The Metoopolitan Council recently unveiled its name “Metro” for rail and BRT services. I don’t like the framing. How does this branding compare with other agencies? I looked up the top 10 US agencies (by bus ridership, which is more or less the top 10 ranking overall).
- New York MTA
- Bus and Subway (uses letters and numbers),
- Commuter Rail lines (names): LIRR, Metro-North
- Los Angeles LACMTA
- Metro Local, Metro Express, Metro Rapid, Metro Rail (uses colors for BRT and Rail)
- Chicago CTA
- CTA, ‘L’
- San Francisco
- Muni (Bus, Rail=Metro, uses letters for rail lines)
- BART (uses destinations for route names)
- SEPTA (color for rail lines)
- Washington WMATA
- Metrorail, (colors for rail lines)
- Boston MBTA
- The “T” (colors for rail lines)
- King County Metro (Bus, RapidRide BRT)
- Sound Transit (names for rail lines)
- Baltimore MTA Maryland
- Heavy Rail=Metro,
- Light Rail (colors for Heavy and Light Rail),
- Marc Commuter Rail (names)
- Miami Miami-Dade Transit
- Metrorail (colors for line names)
Minneapolis is actually 11th on the list, so we should look upwards, at least for information.
So what does “Metro” mean? It is part of a Commuter Rail name (NYC), it indicates all transit (LA, DC, Miami), Heavy Rail only (San Francisco-Muni, Baltimore), the Bus agency (Seattle). “Metropolitan” is also in the agency name in many places (NY, LA, DC, Seattle), as in the Twin Cities.
In general, the names are distinguished (if at all) by the technology.

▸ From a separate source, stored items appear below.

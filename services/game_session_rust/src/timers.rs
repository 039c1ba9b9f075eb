//! The three periodic timers of a running session.
//!
//! All three are started and dropped together; only the feed timer can be
//! restarted on its own (speed change).

use modsim_rust_core::GameConfig;
use std::time::Duration;
use tokio::time::{interval_at, Instant, Interval};

#[derive(Debug, Default)]
pub struct SessionTimers {
    pub(crate) clock: Option<Interval>,
    pub(crate) feed: Option<Interval>,
    pub(crate) time_score: Option<Interval>,
}

impl SessionTimers {
    pub fn idle() -> Self {
        Self::default()
    }

    /// First ticks land one period after now
    pub fn start(&mut self, config: &GameConfig, feed_period: Duration) {
        let now = Instant::now();
        self.clock = Some(periodic(now, config.clock_step()));
        self.feed = Some(periodic(now, feed_period));
        self.time_score = Some(periodic(now, config.time_score_interval()));
    }

    /// Replace the feed cadence. No-op unless the session timers are running.
    pub fn restart_feed(&mut self, period: Duration) {
        if self.clock.is_some() {
            self.feed = Some(periodic(Instant::now(), period));
        }
    }

    pub fn stop_all(&mut self) {
        self.clock = None;
        self.feed = None;
        self.time_score = None;
    }

    pub fn is_running(&self) -> bool {
        self.clock.is_some()
    }
}

fn periodic(start: Instant, period: Duration) -> Interval {
    interval_at(start + period, period)
}

/// Next tick of `timer`, or never when it is not running
pub(crate) async fn next_tick(timer: &mut Option<Interval>) -> Instant {
    match timer {
        Some(interval) => interval.tick().await,
        None => std::future::pending().await,
    }
}

#[cfg(test)]
mod tests {
    use super::*;

    #[tokio::test(start_paused = true)]
    async fn test_first_tick_after_one_period() {
        let mut timers = SessionTimers::idle();
        timers.start(&GameConfig::default(), Duration::from_millis(8_000));
        let started = Instant::now();

        let at = next_tick(&mut timers.clock).await;
        assert_eq!(at - started, Duration::from_millis(1_000));
        let at = next_tick(&mut timers.feed).await;
        assert_eq!(at - started, Duration::from_millis(8_000));
    }

    #[tokio::test(start_paused = true)]
    async fn test_stop_all_silences_every_timer() {
        let mut timers = SessionTimers::idle();
        timers.start(&GameConfig::default(), Duration::from_millis(8_000));
        timers.stop_all();
        timers.stop_all();
        assert!(!timers.is_running());

        let fired = tokio::time::timeout(Duration::from_secs(120), next_tick(&mut timers.clock)).await;
        assert!(fired.is_err());
    }

    #[tokio::test(start_paused = true)]
    async fn test_restart_feed_requires_running_session() {
        let mut timers = SessionTimers::idle();
        timers.restart_feed(Duration::from_millis(4_000));
        assert!(timers.feed.is_none());

        timers.start(&GameConfig::default(), Duration::from_millis(8_000));
        let restarted = Instant::now();
        timers.restart_feed(Duration::from_millis(4_000));
        let at = next_tick(&mut timers.feed).await;
        assert_eq!(at - restarted, Duration::from_millis(4_000));
    }
}
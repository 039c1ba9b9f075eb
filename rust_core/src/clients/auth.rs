use super::AuthTokenProvider;
use anyhow::Result;
use async_trait::async_trait;
use std::env;

/// Fixed token, or none at all
#[derive(Debug, Clone, Default)]
pub struct StaticTokenProvider {
    token: Option<String>,
}

impl StaticTokenProvider {
    pub fn new(token: impl Into<String>) -> Self {
        Self {
            token: Some(token.into()),
        }
    }

    pub fn anonymous() -> Self {
        Self { token: None }
    }
}

#[async_trait]
impl AuthTokenProvider for StaticTokenProvider {
    async fn auth_token(&self) -> Result<Option<String>> {
        Ok(self.token.clone())
    }
}

/// Reads the token from an environment variable on every call
#[derive(Debug, Clone)]
pub struct EnvTokenProvider {
    var: String,
}

impl EnvTokenProvider {
    pub fn new(var: impl Into<String>) -> Self {
        Self { var: var.into() }
    }
}

impl Default for EnvTokenProvider {
    fn default() -> Self {
        Self::new("AUTH_TOKEN")
    }
}

#[async_trait]
impl AuthTokenProvider for EnvTokenProvider {
    async fn auth_token(&self) -> Result<Option<String>> {
        Ok(env::var(&self.var)
            .ok()
            .map(|t| t.trim().to_string())
            .filter(|t| !t.is_empty()))
    }
}

#[cfg(test)]
mod tests {
    use super::*;

    #[tokio::test]
    async fn test_static_provider() {
        let provider = StaticTokenProvider::new("abc");
        assert_eq!(provider.auth_token().await.unwrap().as_deref(), Some("abc"));
        assert_eq!(StaticTokenProvider::anonymous().auth_token().await.unwrap(), None);
    }

    #[test]
    fn test_env_provider_missing_var() {
        let provider = EnvTokenProvider::new("MODSIM_TEST_TOKEN_THAT_IS_NEVER_SET");
        let token = tokio_test::block_on(provider.auth_token()).unwrap();
        assert_eq!(token, None);
    }
}
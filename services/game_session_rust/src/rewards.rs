//! End-of-session rewards and shop purchases.
//!
//! Both read the wallet and write it back, so every wallet write goes
//! through this ledger and holds `wallet_lock` from fetch to update.

use crate::types::SessionReport;
use anyhow::Result;
use log::{info, warn};
use modsim_rust_core::clients::ProfileStore;
use modsim_rust_core::upgrades::{self, PurchaseReceipt};
use modsim_rust_core::{GameStatsUpdate, Wallet};
use parking_lot::Mutex;
use std::collections::HashSet;
use std::sync::Arc;
use uuid::Uuid;

pub struct RewardLedger {
    store: Arc<dyn ProfileStore>,
    settled: Mutex<HashSet<Uuid>>,
    wallet_lock: tokio::sync::Mutex<()>,
}

impl RewardLedger {
    pub fn new(store: Arc<dyn ProfileStore>) -> Self {
        Self {
            store,
            settled: Mutex::new(HashSet::new()),
            wallet_lock: tokio::sync::Mutex::new(()),
        }
    }

    /// Persist the session's stats and credit its score.
    ///
    /// Returns the updated wallet, or `None` if this session was already settled.
    pub async fn settle(&self, report: &SessionReport) -> Result<Option<Wallet>> {
        if !self.settled.lock().insert(report.session_id) {
            info!("Rewards for session {} already settled", report.session_id);
            return Ok(None);
        }

        let stats = GameStatsUpdate::from(&report.stats);
        if let Err(e) = self.store.update_user_stats(&stats).await {
            warn!("Failed to update stats for session {}: {:#}", report.session_id, e);
        }

        let _guard = self.wallet_lock.lock().await;
        let wallet = self.store.fetch_wallet().await?;
        let earned = report.stats.score.max(0);
        let money = wallet.money + earned;
        self.store
            .update_user_upgrades(money, &wallet.upgrades)
            .await?;
        info!(
            "Session {} earned {} (balance {})",
            report.session_id, earned, money
        );

        Ok(Some(Wallet {
            money,
            upgrades: wallet.upgrades,
        }))
    }

    /// Buy the next level of `upgrade_id` with the stored money
    pub async fn purchase(&self, upgrade_id: &str) -> Result<PurchaseReceipt> {
        let _guard = self.wallet_lock.lock().await;
        let wallet = self.store.fetch_wallet().await?;
        let receipt = upgrades::purchase(&wallet.upgrades, wallet.money, upgrade_id)?;
        self.store
            .update_user_upgrades(receipt.money, &receipt.upgrades)
            .await?;
        info!(
            "Bought {} level {} for {}",
            receipt.id, receipt.new_level, receipt.price
        );
        Ok(receipt)
    }

    pub fn is_settled(&self, session_id: &Uuid) -> bool {
        self.settled.lock().contains(session_id)
    }
}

I personally like the DC, LA, Miami convention of Metro-technology as a way of distinguishing between the various transit modes. The word “Metro” does not imply privilege as is currently proposed for the Twin Cities, just its metropolitan nature. We could easily have meTrorail (the LRT), meTrobus (local bus service), meTrorapid (BRT) and meTroexpress (commuter bus) or something like that. I have used inCase capitalization to emphasize the “T” logo. Surely that is in the works. (As to whether it should be Metro Rail, Metro-Rail, Metro-rail, or Metrorail I will leave to the grammarians).
Within systems, the naming of routes is also non-standard. Commuter rail tends to be named, heavy and light rail can be lettered (NY, SF-Muni), colored (LA, DC, Boston, Baltimore, Miami), named (Seattle), or place-based (SF-BART). In contrast with rail, for bus there is a standard, bus routes are almost uniformly numbered in large cities. Of course the numbering convention is localized. The use of colors for rail lines as proposed in the Twin Cities is much less awful than the Metro for rail only proposal.